Files

File formats

Note

All the files can be compressed using GZIP (extension “.gz”), BZIP2 (extension “.bz2”) or LZMA (extension “.xz”)

Input file format

The variants file is a text file with, at least, 5 columns separated by a tab character (the header is required, but the order of the columns can change):

  • Column CHROMOSOME: Chromosome. A number between 1 and 22 or the letter X or Y (upper case)
  • Column POSITION: Mutation position. A positive integer.
  • Column REF: Reference allele [1].
  • Column ALT: Alternate allele [1].
  • Column SAMPLE: Sample identifier. Any alphanumeric string.
  • Column CANCER_TYPE: Cancer type. Any alphanumeric string. Optional.
  • Column SIGNATURE: User defined signature categories. Any alphanumeric string. Optional.
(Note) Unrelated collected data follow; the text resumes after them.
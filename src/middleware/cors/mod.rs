mod builder;
mod config;
mod error;

pub use builder::CorsMiddlewareBuilder;
pub use config::CorsConfig;
pub use error::CorsConfigError;

use http::Method;
use regex::Regex;
use serde_json::Value;
use tracing::{debug, warn};

use super::{Flow, Middleware};
use crate::dispatcher::{HandlerRequest, HandlerResponse};
use crate::error::HttpError;

/// Origin validation strategy
#[derive(Clone)]
pub enum OriginValidation {
    /// Exact string matching
    Exact(Vec<String>),
    /// Wildcard (allow all origins)
    Wildcard,
    /// Regex pattern matching
    Regex(Vec<Regex>),
}

impl std::fmt::Debug for OriginValidation {
    fn fmt(&self, f: &mut std::fmt::Formatter<'_>) -> std::fmt::Result {
        match self {
            OriginValidation::Exact(origins) => f.debug_tuple("Exact").field(origins).finish(),
            OriginValidation::Wildcard => write!(f, "Wildcard"),
            OriginValidation::Regex(patterns) => f
                .debug_tuple("Regex")
                .field(&patterns.iter().map(Regex::as_str).collect::<Vec<_>>())
                .finish(),
        }
    }
}

impl OriginValidation {
    fn is_allowed(&self, origin: &str) -> bool {
        match self {
            OriginValidation::Exact(origins) => origins.iter().any(|o| o == origin),
            OriginValidation::Wildcard => true,
            OriginValidation::Regex(patterns) => patterns.iter().any(|re| re.is_match(origin)),
        }
    }
}

/// CORS (Cross-Origin Resource Sharing) middleware
///
/// - **Preflight** (`OPTIONS`): a missing or disallowed `Origin` is answered with
///   `403 origin_not_allowed`; an allowed one with `204` and the full CORS header set. Either
///   way the chain halts, so the handler never runs.
/// - **Other methods**: the CORS headers are written and the chain continues.
///   `Access-Control-Allow-Origin` is only set when the origin is allowed; the browser then
///   enforces the policy.
///
/// Construct with [`CorsMiddlewareBuilder`].
#[derive(Debug, Clone)]
pub struct CorsMiddleware {
    pub(crate) origin_rules: Vec<OriginValidation>,
    pub(crate) allowed_headers: Vec<String>,
    pub(crate) allowed_methods: Vec<Method>,
    pub(crate) allow_credentials: bool,
    pub(crate) expose_headers: Vec<String>,
    pub(crate) max_age: Option<u32>,
}

impl CorsMiddleware {
    /// Build from a deserialized policy.
    pub fn from_config(config: &CorsConfig) -> Result<Self, CorsConfigError> {
        CorsMiddlewareBuilder::from_config(config).build()
    }

    /// Allow every origin without credentials.
    #[must_use]
    pub fn permissive() -> Self {
        Self {
            origin_rules: vec![OriginValidation::Wildcard],
            ..CorsMiddleware::default()
        }
    }

    /// Value for `Access-Control-Allow-Origin`, or `None` when the origin is not allowed.
    ///
    /// Wildcard policies answer `*`; everything else echoes the origin, since only one
    /// origin may be returned per response.
    fn validate_origin(&self, origin: &str) -> Option<String> {
        if origin.is_empty() {
            return None;
        }
        let rule = self.origin_rules.iter().find(|r| r.is_allowed(origin))?;
        match rule {
            OriginValidation::Wildcard => Some("*".to_string()),
            _ => Some(origin.to_string()),
        }
    }

    fn write_headers(&self, allowed_origin: Option<String>, res: &mut HandlerResponse) {
        if let Some(origin) = allowed_origin {
            res.set_header("access-control-allow-origin", origin);
        }
        if !self.allowed_methods.is_empty() {
            let methods = self
                .allowed_methods
                .iter()
                .map(Method::as_str)
                .collect::<Vec<_>>()
                .join(", ");
            res.set_header("access-control-allow-methods", methods);
        }
        if !self.allowed_headers.is_empty() {
            res.set_header("access-control-allow-headers", self.allowed_headers.join(", "));
        }
        if !self.expose_headers.is_empty() {
            res.set_header("access-control-expose-headers", self.expose_headers.join(", "));
        }
        if let Some(age) = self.max_age {
            res.set_header("access-control-max-age", age.to_string());
        }
        if self.allow_credentials {
            res.set_header("access-control-allow-credentials", "true".to_string());
        }
        res.set_header("vary", "Origin".to_string());
    }
}

impl Default for CorsMiddleware {
    fn default() -> Self {
        Self {
            origin_rules: Vec::new(),
            allowed_headers: vec!["Content-Type".into(), "Authorization".into()],
            allowed_methods: vec![
                Method::GET,
                Method::POST,
                Method::PUT,
                Method::DELETE,
                Method::OPTIONS,
                Method::PATCH,
            ],
            allow_credentials: false,
            expose_headers: vec![],
            max_age: None,
        }
    }
}

impl Middleware for CorsMiddleware {
    fn name(&self) -> &str {
        "cors"
    }

    fn handle(&self, req: &mut HandlerRequest, res: &mut HandlerResponse) -> anyhow::Result<Flow> {
        let origin = req.get_header("origin").unwrap_or_default();
        let allowed = self.validate_origin(origin);

        if req.method == Method::OPTIONS {
            if allowed.is_none() {
                warn!(origin = %origin, path = %req.path, "CORS preflight: origin not allowed");
                HttpError::OriginNotAllowed {
                    origin: origin.to_string(),
                }
                .write_to(res);
                return Ok(Flow::Halt);
            }
            self.write_headers(allowed, res);
            res.status = 204;
            res.body = Value::Null;
            debug!(origin = %origin, path = %req.path, "CORS preflight accepted");
            return Ok(Flow::Halt);
        }

        if allowed.is_none() && !origin.is_empty() {
            debug!(origin = %origin, "CORS: origin not allowed, omitting allow-origin");
        }
        self.write_headers(allowed, res);
        Ok(Flow::Continue)
    }
}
Mutations are expected to be in the positive strand.

Regions file format

The regions file is a text file with, at least, 4 columns separated by a tab character (header is required):

  • Column CHROMOSOME]: Chromosome. A number between 1 and 22 or the letter X or Y (upper case)
  • Column START: Start position. A positive integer.
  • Column END: End position. A positive integer.
  • Column ELEMENT: Element identifier. Can appear multiple times if the element is divided in segments.

Important

Analysis is perform element-wise. One single element can have multiple segments (even if you do not provide an identifier for them).

It is also important that different segments of the same element do not overlap.

Optional columns are:

  • Column STRAND: Strand: + for positive, - for negative, . for unknown.
  • Column SEGMENT: Segment identifier. Optional column.
  • Column SYMBOL: Symbol, a different identifier for the element that will also be printed in the output file. Optional column.

Signature file format

The signature file is a JSON file, where pairs of key-values represent the changes and the probabilities of those changes.

Changes are represented as AAA>C (reference triplet, > and alternate).

See the bgsignature package for more information.

Output file format

OncodriveFML generates a tabulated file with the results with the extension “.tsv”.

Check the output section to find a detailed description regarding the output.


[1](1, 2) The alleles consist on a single letter or a set of letters using A, C, G or T (upper case). Single Nucleotide Variants are indentified because both, REF and ALT contain only one letter. In Multi-Nucleotide Variants REF and ALT columns contain a set of letters of the same length. Insertions use - in the REF and a set of letters as ALT while deletions contain the set of deleted characters in the REF and - in the ALT columns.